He added: “In the meantime, we’ll be doing pop-ups and events across the world. Guys, this is your chance to get in. This is everything I’ve been working towards. Let’s fucking go.”

In March this year, McFarland laid out his plans to repay the $26 million (£20.9 million) he owes to investors for the botched debut.

“Here’s how I’m going to pay it back: I spend half my time filming TV shows.
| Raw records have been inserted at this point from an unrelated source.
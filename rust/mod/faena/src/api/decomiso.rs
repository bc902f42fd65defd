use axum::{
    extract::{
        rejection::{JsonRejection, PathRejection},
        Path, State,
    },
    routing::{get, post},
    Json, Router,
};

use faena_core::{ApiCreated, ApiResult, Envelope};

use crate::model::{Decomiso, NuevoDecomiso, ResumenDecomisos};
use super::AppState;

pub fn routes() -> Router<AppState> {
    Router::new()
        .route("/faenas/{id}/decomisos", post(record_decomiso).get(list_decomisos))
        .route("/faenas/{id}/decomisos/resumen", get(resumen_decomisos))
}

async fn record_decomiso(
    State(svc): State<AppState>,
    path: Result<Path<i64>, PathRejection>,
    body: Result<Json<NuevoDecomiso>, JsonRejection>,
) -> ApiCreated<Decomiso> {
    let Path(faena_id) = path?;
    let Json(body) = body?;
    Ok(Envelope::created(svc.record_decomiso(faena_id, body)?, "decomiso recorded"))
}

async fn list_decomisos(
    State(svc): State<AppState>,
    path: Result<Path<i64>, PathRejection>,
) -> ApiResult<Vec<Decomiso>> {
    let Path(faena_id) = path?;
    Ok(Envelope::success(svc.list_decomisos(faena_id)?))
}

async fn resumen_decomisos(
    State(svc): State<AppState>,
    path: Result<Path<i64>, PathRejection>,
) -> ApiResult<ResumenDecomisos> {
    let Path(faena_id) = path?;
    Ok(Envelope::success(svc.resumen_decomisos(faena_id)?))
}
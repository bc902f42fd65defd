pub mod config;
pub mod envelope;
pub mod error;
pub mod module;
pub mod types;

pub use config::ServiceConfig;
pub use envelope::{ApiCreated, ApiResult, Envelope, ErrorEnvelope, Pagination};
pub use error::ServiceError;
pub use module::Module;
pub use types::{merge_patch, now_rfc3339, ListResult, PageParams};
The other half, I focus on what I’m really, really good at,” he said on Twitter. “I’m the best at coming up with wild creative, getting talent together, and delivering the moment.”

McFarland previously shared he plans on making a Broadway musical.

He made the announcement on TikTok and in an interview with journalist Adam Glyn. “Instead of like traditional Broadway actors, it’s going to be current music artists, combined with the Broadway format of the play — making fun of me, but also I think sharing some of the good sides as well,” he said of the planned musical, which he has dubbed Fyre Fest 1.5.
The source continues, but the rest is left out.